=== Section Start ===

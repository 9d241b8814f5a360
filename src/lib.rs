// Copyright (C) 2025 FZI Forschungszentrum Informatik
// SPDX-License-Identifier: Apache-2.0

//! # Decoder for ARM CoreSight ETMv3 program flow trace
//!
//! This crate turns raw trace captured from ARM CoreSight trace sinks into a
//! stream of generic [trace elements][element::TraceElement] describing the
//! program flow of the traced core: executed instruction ranges, exceptions,
//! context changes, timestamps and the like.
//!
//! Decoding is organized as a datapath of components, each pushing its output
//! into the next one through an [attach point][attach::AttachPoint]:
//!
//! 1. A [`Deformatter`][deformatter::Deformatter] extracts CoreSight frames
//!    and demultiplexes their content by trace source ID. Unformatted trace of
//!    a single source skips this stage.
//! 2. An ETMv3 [`Processor`][etmv3::Processor] splits the byte stream of one
//!    source into [packets][etmv3::Packet].
//! 3. An ETMv3 [`Decoder`][etmv3::Decoder] interprets the packets and follows
//!    the traced program through a [`CodeFollower`][follower::CodeFollower].
//!    The latter reads the program's code via a user supplied
//!    [`MemoryAccess`][memory::MemoryAccess] and interprets it via a user
//!    supplied [`InstructionDecode`][instruction::InstructionDecode].
//!
//! Data flows through the [`datapath`] as operations such as [`Data`] or
//! [`Eot`]. Each component answers with a [`Resp`][datapath::Resp] telling
//! the caller whether to continue, wait or stop.
//!
//! See [`etmv3`] for an example of a complete decoding pipeline.
//!
//! # no_std
//!
//! This crate does not depend on the standard library. It does, however,
//! require an allocator.
//!
//! # Features
//!
//! * `serde`: (de)serialization of configurations, e.g. [`config::Capture`]
//! * `either`: [`MemoryAccess`][memory::MemoryAccess] for [`either::Either`]
//! * `elf`: [`MemoryAccess`][memory::MemoryAccess] for ELF files
//!
//! [`Data`]: datapath::Op::Data
//! [`Eot`]: datapath::Op::Eot
#![no_std]

extern crate alloc;

pub mod attach;
pub mod component;
pub mod config;
pub mod datapath;
pub mod deformatter;
pub mod element;
pub mod error;
pub mod etmv3;
pub mod follower;
pub mod instruction;
pub mod memory;
pub mod stack;
pub mod types;
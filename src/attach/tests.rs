// Copyright (C) 2025 FZI Forschungszentrum Informatik
// SPDX-License-Identifier: Apache-2.0
use super::*;

use alloc::rc::Rc;
use alloc::vec::Vec;
use core::cell::RefCell;

#[test]
fn attach_detach() {
    let mut point = AttachPoint::new();
    assert!(!point.has_attached());
    assert_eq!(point.detach(), Err(ErrorCode::AttachCompNotFound));

    assert_eq!(point.attach(3u8), Ok(()));
    assert_eq!(point.attach(4u8), Err(ErrorCode::AttachTooMany));
    assert_eq!(point.first(), Some(&3));
    assert_eq!(point.num_attached(), 1);

    assert_eq!(point.detach(), Ok(3));
    assert_eq!(point.num_attached(), 0);
    assert_eq!(point.first(), None);
}

#[test]
fn enable() {
    let mut point = AttachPoint::from(7u32);
    point.set_enabled(false);
    assert_eq!(point.first(), None);
    assert_eq!(point.first_mut(), None);
    assert!(point.has_attached());
    assert!(!point.has_attached_and_enabled());

    point.set_enabled(true);
    if let Some(v) = point.first_mut() {
        *v += 1;
    }
    assert_eq!(point.first(), Some(&8));
    assert!(point.has_attached_and_enabled());
}

#[test]
fn replace() {
    let mut point = AttachPoint::new();
    assert_eq!(point.replace_first('a'), None);
    assert_eq!(point.replace_first('b'), Some('a'));
    assert_eq!(point.first(), Some(&'b'));
    point.detach_all();
    assert!(!point.has_attached());
    point.detach_all();
}

#[test]
fn notifications() {
    let seen = Rc::new(RefCell::new(Vec::new()));
    let mut point = AttachPoint::new();
    let notified = seen.clone();
    point.set_notifier(Some(Box::new(move |n| notified.borrow_mut().push(n))));

    point.attach(1i32).unwrap();
    let _ = point.attach(2i32);
    point.replace_first(3);
    point.detach().unwrap();
    point.detach_all();
    assert_eq!(*seen.borrow(), [1, 1, 0]);
}

#[test]
fn replace_notifies_once() {
    let seen = Rc::new(RefCell::new(Vec::new()));
    let mut point = AttachPoint::from('a');
    let notified = seen.clone();
    point.set_notifier(Some(Box::new(move |n| notified.borrow_mut().push(n))));

    assert_eq!(point.replace_first('b'), Some('a'));
    assert_eq!(*seen.borrow(), [1]);
    point.detach_all();
    assert_eq!(point.replace_first('c'), None);
    assert_eq!(*seen.borrow(), [1, 0, 1]);
}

=== Section End ===

### What to produce
Repeat the material above exactly, including every line.

### Response
repository 9d241b8814f5a360
filename src/lib.rs
// Copyright (C) 2025 FZI Forschungszentrum Informatik
// SPDX-License-Identifier: Apache-2.0

//! # Decoder for ARM CoreSight ETMv3 program flow trace
//!
//! This crate turns raw trace captured from ARM CoreSight trace sinks into a
//! stream of generic [trace elements][element::TraceElement] describing the
//! program flow of the traced core: executed instruction ranges, exceptions,
//! context changes, timestamps and the like.
//!
//! Decoding is organized as a datapath of components, each pushing its output
//! into the next one through an [attach point][attach::AttachPoint]:
//!
//! 1. A [`Deformatter`][deformatter::Deformatter] extracts CoreSight frames
//!    and demultiplexes their content by trace source ID. Unformatted trace of
//!    a single source skips this stage.
//! 2. An ETMv3 [`Processor`][etmv3::Processor] splits the byte stream of one
//!    source into [packets][etmv3::Packet].
//! 3. An ETMv3 [`Decoder`][etmv3::Decoder] interprets the packets and follows
//!    the traced program through a [`CodeFollower`][follower::CodeFollower].
//!    The latter reads the program's code via a user supplied
//!    [`MemoryAccess`][memory::MemoryAccess] and interprets it via a user
//!    supplied [`InstructionDecode`][instruction::InstructionDecode].
//!
//! Data flows through the [`datapath`] as operations such as [`Data`] or
//! [`Eot`]. Each component answers with a [`Resp`][datapath::Resp] telling
//! the caller whether to continue, wait or stop.
//!
//! See [`etmv3`] for an example of a complete decoding pipeline.
//!
//! # no_std
//!
//! This crate does not depend on the standard library. It does, however,
//! require an allocator.
//!
//! # Features
//!
//! * `serde`: (de)serialization of configurations, e.g. [`config::Capture`]
//! * `either`: [`MemoryAccess`][memory::MemoryAccess] for [`either::Either`]
//! * `elf`: [`MemoryAccess`][memory::MemoryAccess] for ELF files
//!
//! [`Data`]: datapath::Op::Data
//! [`Eot`]: datapath::Op::Eot
#![no_std]

extern crate alloc;

pub mod attach;
pub mod component;
pub mod config;
pub mod datapath;
pub mod deformatter;
pub mod element;
pub mod error;
pub mod etmv3;
pub mod follower;
pub mod instruction;
pub mod memory;
pub mod stack;
pub mod types;
filename src/attach/tests.rs
// Copyright (C) 2025 FZI Forschungszentrum Informatik
// SPDX-License-Identifier: Apache-2.0
use super::*;

use alloc::rc::Rc;
use alloc::vec::Vec;
use core::cell::RefCell;

#[test]
fn attach_detach() {
    let mut point = AttachPoint::new();
    assert!(!point.has_attached());
    assert_eq!(point.detach(), Err(ErrorCode::AttachCompNotFound));

    assert_eq!(point.attach(3u8), Ok(()));
    assert_eq!(point.attach(4u8), Err(ErrorCode::AttachTooMany));
    assert_eq!(point.first(), Some(&3));
    assert_eq!(point.num_attached(), 1);

    assert_eq!(point.detach(), Ok(3));
    assert_eq!(point.num_attached(), 0);
    assert_eq!(point.first(), None);
}

#[test]
fn enable() {
    let mut point = AttachPoint::from(7u32);
    point.set_enabled(false);
    assert_eq!(point.first(), None);
    assert_eq!(point.first_mut(), None);
    assert!(point.has_attached());
    assert!(!point.has_attached_and_enabled());

    point.set_enabled(true);
    if let Some(v) = point.first_mut() {
        *v += 1;
    }
    assert_eq!(point.first(), Some(&8));
    assert!(point.has_attached_and_enabled());
}

#[test]
fn replace() {
    let mut point = AttachPoint::new();
    assert_eq!(point.replace_first('a'), None);
    assert_eq!(point.replace_first('b'), Some('a'));
    assert_eq!(point.first(), Some(&'b'));
    point.detach_all();
    assert!(!point.has_attached());
    point.detach_all();
}

#[test]
fn notifications() {
    let seen = Rc::new(RefCell::new(Vec::new()));
    let mut point = AttachPoint::new();
    let notified = seen.clone();
    point.set_notifier(Some(Box::new(move |n| notified.borrow_mut().push(n))));

    point.attach(1i32).unwrap();
    let _ = point.attach(2i32);
    point.replace_first(3);
    point.detach().unwrap();
    point.detach_all();
    assert_eq!(*seen.borrow(), [1, 1, 0]);
}

#[test]
fn replace_notifies_once() {
    let seen = Rc::new(RefCell::new(Vec::new()));
    let mut point = AttachPoint::from('a');
    let notified = seen.clone();
    point.set_notifier(Some(Box::new(move |n| notified.borrow_mut().push(n))));

    assert_eq!(point.replace_first('b'), Some('a'));
    assert_eq!(*seen.borrow(), [1]);
    point.detach_all();
    assert_eq!(point.replace_first('c'), None);
    assert_eq!(*seen.borrow(), [1, 0, 1]);
}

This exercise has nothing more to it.